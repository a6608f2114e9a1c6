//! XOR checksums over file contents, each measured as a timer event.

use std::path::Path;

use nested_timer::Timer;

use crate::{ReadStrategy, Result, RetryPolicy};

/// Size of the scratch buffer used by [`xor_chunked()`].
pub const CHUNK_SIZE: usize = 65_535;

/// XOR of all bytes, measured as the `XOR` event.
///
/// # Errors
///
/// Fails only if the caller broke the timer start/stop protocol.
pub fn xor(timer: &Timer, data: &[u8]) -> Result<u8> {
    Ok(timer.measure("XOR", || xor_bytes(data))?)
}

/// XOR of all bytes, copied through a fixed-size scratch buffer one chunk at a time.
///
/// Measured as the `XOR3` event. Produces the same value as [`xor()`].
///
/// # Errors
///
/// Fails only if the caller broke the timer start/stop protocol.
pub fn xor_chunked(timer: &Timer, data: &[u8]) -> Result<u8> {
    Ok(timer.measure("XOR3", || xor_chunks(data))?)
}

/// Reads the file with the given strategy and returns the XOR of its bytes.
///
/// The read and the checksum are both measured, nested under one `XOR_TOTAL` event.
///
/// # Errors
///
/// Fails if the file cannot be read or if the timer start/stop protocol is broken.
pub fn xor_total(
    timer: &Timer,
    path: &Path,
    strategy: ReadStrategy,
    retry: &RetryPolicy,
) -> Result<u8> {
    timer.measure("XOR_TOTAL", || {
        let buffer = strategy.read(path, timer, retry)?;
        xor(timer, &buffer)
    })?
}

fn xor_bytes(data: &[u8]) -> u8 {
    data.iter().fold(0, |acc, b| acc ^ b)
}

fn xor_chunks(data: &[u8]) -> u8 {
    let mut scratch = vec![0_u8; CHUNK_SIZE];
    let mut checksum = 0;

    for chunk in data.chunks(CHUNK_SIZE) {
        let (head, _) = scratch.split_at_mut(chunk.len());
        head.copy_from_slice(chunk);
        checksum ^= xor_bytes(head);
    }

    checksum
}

● **What the task requires**:
Begin with the line that holds "The read and" and write out each line from there to the end of the material, exactly as it stands. Include nothing else.

● **Solution for this exercise**:
/// The read and the checksum are both measured, nested under one `XOR_TOTAL` event.
///
/// # Errors
///
/// Fails if the file cannot be read or if the timer start/stop protocol is broken.
pub fn xor_total(
    timer: &Timer,
    path: &Path,
    strategy: ReadStrategy,
    retry: &RetryPolicy,
) -> Result<u8> {
    timer.measure("XOR_TOTAL", || {
        let buffer = strategy.read(path, timer, retry)?;
        xor(timer, &buffer)
    })?
}

fn xor_bytes(data: &[u8]) -> u8 {
    data.iter().fold(0, |acc, b| acc ^ b)
}

fn xor_chunks(data: &[u8]) -> u8 {
    let mut scratch = vec![0_u8; CHUNK_SIZE];
    let mut checksum = 0;

    for chunk in data.chunks(CHUNK_SIZE) {
        let (head, _) = scratch.split_at_mut(chunk.len());
        head.copy_from_slice(chunk);
        checksum ^= xor_bytes(head);
    }

    checksum
}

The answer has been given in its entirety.